--- START ---
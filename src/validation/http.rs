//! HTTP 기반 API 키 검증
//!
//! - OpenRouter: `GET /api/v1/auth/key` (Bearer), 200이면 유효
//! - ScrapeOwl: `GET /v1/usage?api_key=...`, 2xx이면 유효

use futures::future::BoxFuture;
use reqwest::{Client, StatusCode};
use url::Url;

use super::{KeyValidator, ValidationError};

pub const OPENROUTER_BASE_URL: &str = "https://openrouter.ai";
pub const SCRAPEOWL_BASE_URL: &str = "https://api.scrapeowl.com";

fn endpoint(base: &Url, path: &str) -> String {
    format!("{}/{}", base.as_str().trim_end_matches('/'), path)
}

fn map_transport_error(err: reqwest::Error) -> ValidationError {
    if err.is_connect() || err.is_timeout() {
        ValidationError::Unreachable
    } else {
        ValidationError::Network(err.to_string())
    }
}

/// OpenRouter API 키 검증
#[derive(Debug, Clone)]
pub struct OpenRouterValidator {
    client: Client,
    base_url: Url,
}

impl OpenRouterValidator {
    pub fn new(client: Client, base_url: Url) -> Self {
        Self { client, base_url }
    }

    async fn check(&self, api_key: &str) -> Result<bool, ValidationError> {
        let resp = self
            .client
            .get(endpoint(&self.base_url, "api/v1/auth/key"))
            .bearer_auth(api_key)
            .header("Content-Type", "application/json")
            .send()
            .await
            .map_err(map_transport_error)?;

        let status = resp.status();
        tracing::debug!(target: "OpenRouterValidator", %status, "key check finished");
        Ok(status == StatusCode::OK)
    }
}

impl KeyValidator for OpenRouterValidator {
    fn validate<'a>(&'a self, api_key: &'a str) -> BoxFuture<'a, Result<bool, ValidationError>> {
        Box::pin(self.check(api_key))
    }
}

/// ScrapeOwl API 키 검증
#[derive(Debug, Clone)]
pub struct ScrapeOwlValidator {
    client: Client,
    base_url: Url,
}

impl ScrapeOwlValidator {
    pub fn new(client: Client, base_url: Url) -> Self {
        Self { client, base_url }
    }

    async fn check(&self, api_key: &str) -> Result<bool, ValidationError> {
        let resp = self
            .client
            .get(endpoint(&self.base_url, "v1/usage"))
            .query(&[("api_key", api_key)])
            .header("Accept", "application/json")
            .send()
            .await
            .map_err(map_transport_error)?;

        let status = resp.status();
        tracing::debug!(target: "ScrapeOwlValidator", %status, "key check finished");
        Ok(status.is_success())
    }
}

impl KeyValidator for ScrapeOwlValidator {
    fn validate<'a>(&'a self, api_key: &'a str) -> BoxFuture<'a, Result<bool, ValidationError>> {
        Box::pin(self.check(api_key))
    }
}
--- END ---
--- START ---
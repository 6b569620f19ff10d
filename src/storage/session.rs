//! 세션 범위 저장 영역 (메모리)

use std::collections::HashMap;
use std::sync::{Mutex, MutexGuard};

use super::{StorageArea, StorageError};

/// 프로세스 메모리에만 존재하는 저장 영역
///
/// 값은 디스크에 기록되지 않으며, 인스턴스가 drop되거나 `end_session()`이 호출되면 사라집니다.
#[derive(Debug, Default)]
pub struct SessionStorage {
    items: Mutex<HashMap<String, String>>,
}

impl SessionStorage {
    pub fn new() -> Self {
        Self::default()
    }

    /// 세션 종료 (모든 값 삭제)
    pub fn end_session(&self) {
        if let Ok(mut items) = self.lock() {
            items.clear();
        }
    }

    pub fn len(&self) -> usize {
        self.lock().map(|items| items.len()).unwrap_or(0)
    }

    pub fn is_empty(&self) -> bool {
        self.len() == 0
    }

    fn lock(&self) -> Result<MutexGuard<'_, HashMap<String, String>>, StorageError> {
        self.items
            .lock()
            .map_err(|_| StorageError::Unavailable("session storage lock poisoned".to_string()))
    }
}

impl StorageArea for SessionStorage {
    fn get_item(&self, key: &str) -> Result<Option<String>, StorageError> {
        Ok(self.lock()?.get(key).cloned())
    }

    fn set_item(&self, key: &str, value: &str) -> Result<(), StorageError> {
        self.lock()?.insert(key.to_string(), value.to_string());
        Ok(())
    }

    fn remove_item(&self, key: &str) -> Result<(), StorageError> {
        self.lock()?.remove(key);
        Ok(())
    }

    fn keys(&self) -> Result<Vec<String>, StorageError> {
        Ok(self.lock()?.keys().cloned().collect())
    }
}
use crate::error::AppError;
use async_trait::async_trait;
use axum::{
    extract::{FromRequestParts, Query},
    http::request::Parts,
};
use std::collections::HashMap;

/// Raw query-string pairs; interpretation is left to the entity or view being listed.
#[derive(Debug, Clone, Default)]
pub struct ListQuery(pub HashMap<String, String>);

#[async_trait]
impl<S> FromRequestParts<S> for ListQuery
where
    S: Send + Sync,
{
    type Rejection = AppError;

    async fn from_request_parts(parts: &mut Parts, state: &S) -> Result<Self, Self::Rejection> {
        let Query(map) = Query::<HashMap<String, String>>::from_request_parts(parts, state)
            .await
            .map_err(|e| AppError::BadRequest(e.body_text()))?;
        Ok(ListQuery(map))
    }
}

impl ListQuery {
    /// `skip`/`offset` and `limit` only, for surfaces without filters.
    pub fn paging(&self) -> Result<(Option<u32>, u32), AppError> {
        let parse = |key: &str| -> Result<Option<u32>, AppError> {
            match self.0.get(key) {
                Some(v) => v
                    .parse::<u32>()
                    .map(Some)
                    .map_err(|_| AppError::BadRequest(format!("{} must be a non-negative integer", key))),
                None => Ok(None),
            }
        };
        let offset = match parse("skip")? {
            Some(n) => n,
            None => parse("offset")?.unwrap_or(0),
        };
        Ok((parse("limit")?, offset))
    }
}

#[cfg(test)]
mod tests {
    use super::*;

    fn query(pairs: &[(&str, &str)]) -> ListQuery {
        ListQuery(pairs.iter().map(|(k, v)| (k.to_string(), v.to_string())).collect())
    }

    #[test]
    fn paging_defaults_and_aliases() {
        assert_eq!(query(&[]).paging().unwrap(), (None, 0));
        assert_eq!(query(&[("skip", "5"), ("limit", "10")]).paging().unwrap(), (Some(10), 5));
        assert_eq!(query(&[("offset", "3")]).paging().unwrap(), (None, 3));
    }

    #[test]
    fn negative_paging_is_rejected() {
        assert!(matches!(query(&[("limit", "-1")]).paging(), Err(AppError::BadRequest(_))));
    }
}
--- END ---
--- START ---
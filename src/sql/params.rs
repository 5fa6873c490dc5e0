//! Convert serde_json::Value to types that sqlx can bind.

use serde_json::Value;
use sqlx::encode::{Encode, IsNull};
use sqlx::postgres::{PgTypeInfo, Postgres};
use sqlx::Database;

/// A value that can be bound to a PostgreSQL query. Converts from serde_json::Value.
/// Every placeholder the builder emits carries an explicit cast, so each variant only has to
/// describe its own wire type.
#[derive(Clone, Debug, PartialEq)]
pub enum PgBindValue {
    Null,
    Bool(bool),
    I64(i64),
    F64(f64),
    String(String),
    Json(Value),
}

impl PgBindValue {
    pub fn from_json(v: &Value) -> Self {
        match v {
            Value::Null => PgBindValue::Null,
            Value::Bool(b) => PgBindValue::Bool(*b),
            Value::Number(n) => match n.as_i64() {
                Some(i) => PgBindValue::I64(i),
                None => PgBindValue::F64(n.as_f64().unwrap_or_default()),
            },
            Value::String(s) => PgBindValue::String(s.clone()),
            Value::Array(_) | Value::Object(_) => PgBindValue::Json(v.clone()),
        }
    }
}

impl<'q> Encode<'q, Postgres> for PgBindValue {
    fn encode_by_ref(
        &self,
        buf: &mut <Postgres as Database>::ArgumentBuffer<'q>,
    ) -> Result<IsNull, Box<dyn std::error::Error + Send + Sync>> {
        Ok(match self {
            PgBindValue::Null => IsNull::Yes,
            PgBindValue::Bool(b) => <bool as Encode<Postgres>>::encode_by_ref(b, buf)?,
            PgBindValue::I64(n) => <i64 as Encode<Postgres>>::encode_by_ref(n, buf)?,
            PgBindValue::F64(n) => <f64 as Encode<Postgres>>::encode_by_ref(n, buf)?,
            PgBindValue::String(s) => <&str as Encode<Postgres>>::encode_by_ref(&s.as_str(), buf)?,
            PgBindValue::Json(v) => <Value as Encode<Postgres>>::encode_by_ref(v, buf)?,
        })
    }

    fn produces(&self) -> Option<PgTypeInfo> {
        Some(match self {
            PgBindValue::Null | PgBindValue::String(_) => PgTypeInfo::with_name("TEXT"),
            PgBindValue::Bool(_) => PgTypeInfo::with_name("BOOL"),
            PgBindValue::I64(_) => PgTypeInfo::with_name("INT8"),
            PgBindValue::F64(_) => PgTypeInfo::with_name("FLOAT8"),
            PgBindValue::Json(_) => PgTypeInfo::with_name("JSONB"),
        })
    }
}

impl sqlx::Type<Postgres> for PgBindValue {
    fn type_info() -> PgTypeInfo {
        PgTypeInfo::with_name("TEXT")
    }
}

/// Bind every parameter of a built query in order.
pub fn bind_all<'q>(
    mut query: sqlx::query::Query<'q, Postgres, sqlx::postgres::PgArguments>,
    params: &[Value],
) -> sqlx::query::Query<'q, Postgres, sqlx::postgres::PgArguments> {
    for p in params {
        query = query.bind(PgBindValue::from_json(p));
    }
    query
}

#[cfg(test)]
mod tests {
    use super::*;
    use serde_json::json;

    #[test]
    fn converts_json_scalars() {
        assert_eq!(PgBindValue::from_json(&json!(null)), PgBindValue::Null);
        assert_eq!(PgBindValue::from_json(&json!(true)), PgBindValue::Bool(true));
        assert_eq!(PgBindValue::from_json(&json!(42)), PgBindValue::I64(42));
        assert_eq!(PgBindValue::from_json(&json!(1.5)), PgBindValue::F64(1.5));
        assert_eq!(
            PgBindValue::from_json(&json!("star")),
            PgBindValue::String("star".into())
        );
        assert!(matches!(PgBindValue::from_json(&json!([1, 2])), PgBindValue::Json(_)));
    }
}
--- END ---
◆ Try it ◆
Reproduce, exactly as they stand in the data above, the lines from the one that holds "filename src/validation/http.rs" to the one that holds "pub const OPENROUTER_BASE_URL: &str", inclusive.

◆ Solution to this exercise ◆
filename src/validation/http.rs
//! HTTP 기반 API 키 검증
//!
//! - OpenRouter: `GET /api/v1/auth/key` (Bearer), 200이면 유효
//! - ScrapeOwl: `GET /v1/usage?api_key=...`, 2xx이면 유효

use futures::future::BoxFuture;
use reqwest::{Client, StatusCode};
use url::Url;

use super::{KeyValidator, ValidationError};

pub const OPENROUTER_BASE_URL: &str = "https://openrouter.ai";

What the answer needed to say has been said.